However, "[u]nder Florida law, if the terms of an insurance contract are clear and unambiguous, a court must interpret the contract in accordance with its plain meaning, ..., a court should not resort to outside evidence or the complex rules of construction to construe the contract." Key v. Allstate Ins. Co, 90 F.3d 1546, 1549 (11th Cir. 1996). The Court should not "create confusion by adding hidden meanings, terms, conditions, or unexpressed intentions" and should give the words "their natural, ordinary meaning, [] ambiguity does not exist simply because a contract requires interpretation or fails to define a term[.]" Id. (internal citations omitted.)

When a policy does not define relevant terms, the "first step towards discerning the plain meaning of the phrase is to consult references that are commonly relied upon to supply the accepted meaning of the words." Penzer v. Transp. Ins. Co., 29 So. 3d 1000, 1005 (Fla. 2010). "[A]n insurance policy is not ambiguous simply because it is complex or requires analysis, or because relevant words used within the policy are not defined by the policy." Cheetham v. S. Oak Ins. Co., 114 So. 3d 257, 262 (Fla. 3d DCA 2013), reh'g denied (June 7, 2013), review denied, 129 So. 3d 1069 (Fla. 2013) (internal quotations and citations omitted).

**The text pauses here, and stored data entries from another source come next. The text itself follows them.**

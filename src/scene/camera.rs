//! Perspective camera with cached projection.

use glam::{Mat4, Vec3};

use crate::params::CameraConfig;

/// Perspective camera looking at a target point
#[derive(Debug, Clone)]
pub struct PerspectiveCamera {
    pub fov_degrees: f32,
    pub aspect: f32,
    pub near: f32,
    pub far: f32,
    pub position: Vec3,
    target: Vec3,
    projection: Mat4,
}

impl PerspectiveCamera {
    pub fn new(config: &CameraConfig, aspect: f32) -> Self {
        let mut camera = Self {
            fov_degrees: config.fov_degrees,
            aspect,
            near: config.near_plane,
            far: config.far_plane,
            position: config.initial_position,
            target: Vec3::ZERO,
            projection: Mat4::IDENTITY,
        };
        camera.update_projection_matrix();
        camera
    }

    /// Recompute the projection after changing fov, aspect or planes
    pub fn update_projection_matrix(&mut self) {
        self.projection = Mat4::perspective_rh(
            self.fov_degrees.to_radians(),
            self.aspect,
            self.near,
            self.far,
        );
    }

    pub fn projection(&self) -> Mat4 {
        self.projection
    }

    pub fn look_at(&mut self, target: Vec3) {
        self.target = target;
    }

    pub fn target(&self) -> Vec3 {
        self.target
    }

    /// World-to-view transform. Y stays up unless the view axis is vertical.
    pub fn view(&self) -> Mat4 {
        let forward = (self.target - self.position).normalize_or_zero();
        let up = if forward.cross(Vec3::Y).length_squared() < 1e-8 {
            Vec3::Z
        } else {
            Vec3::Y
        };
        Mat4::look_at_rh(self.position, self.target, up)
    }

    pub fn view_proj(&self) -> Mat4 {
        self.projection * self.view()
    }
}

#[cfg(test)]
mod tests {
    use super::*;

    #[test]
    fn test_projection_tracks_aspect() {
        let mut camera = PerspectiveCamera::new(&CameraConfig::default(), 1.0);
        let square = camera.projection();

        camera.aspect = 16.0 / 9.0;
        camera.update_projection_matrix();
        assert_ne!(camera.projection(), square);
        // x scale shrinks by the aspect ratio
        let ratio = square.x_axis.x / camera.projection().x_axis.x;
        assert!((ratio - 16.0 / 9.0).abs() < 1e-4);
    }

    #[test]
    fn test_view_proj_generation() {
        let camera = PerspectiveCamera::new(&CameraConfig::default(), 1280.0 / 720.0);
        let view_proj = camera.view_proj();

        // Matrix should not be identity or zero
        assert_ne!(view_proj, Mat4::IDENTITY);
        assert_ne!(view_proj, Mat4::ZERO);
        assert!(view_proj.is_finite());
    }

    #[test]
    fn test_vertical_view_stays_finite() {
        let mut camera = PerspectiveCamera::new(&CameraConfig::default(), 1.0);
        camera.position = Vec3::new(0.0, 5.0, 0.0);
        camera.look_at(Vec3::ZERO);
        assert!(camera.view().is_finite());
    }

    #[test]
    fn test_target_projects_to_screen_center() {
        let mut camera = PerspectiveCamera::new(&CameraConfig::default(), 1.5);
        camera.position = Vec3::new(3.0, 1.0, 4.0);
        camera.look_at(Vec3::ZERO);

        let clip = camera.view_proj() * Vec3::ZERO.extend(1.0);
        let ndc = clip.truncate() / clip.w;
        assert!(ndc.x.abs() < 1e-5 && ndc.y.abs() < 1e-5);
    }
}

The Form explicitly states that "[t]he selected coverage must be at limits equal to the Bodily Injury Liability coverage limits in your policy unless you select lower limits of coverage." The bodily injury liability limits in the Subject Policy provides $100,000 per person and $300,000 per accident. Since Plaintiff selected UM coverage below the bodily injury liability limits, it would be unreasonable to interpret the Form as providing $100,000 per person. Further, the Subject Policy's Declarations page and Plaintiff's other policies and renewals with State Farm consistently list the coverage limits as "per person/per accident" with the "per person" limit as the lower dollar amount.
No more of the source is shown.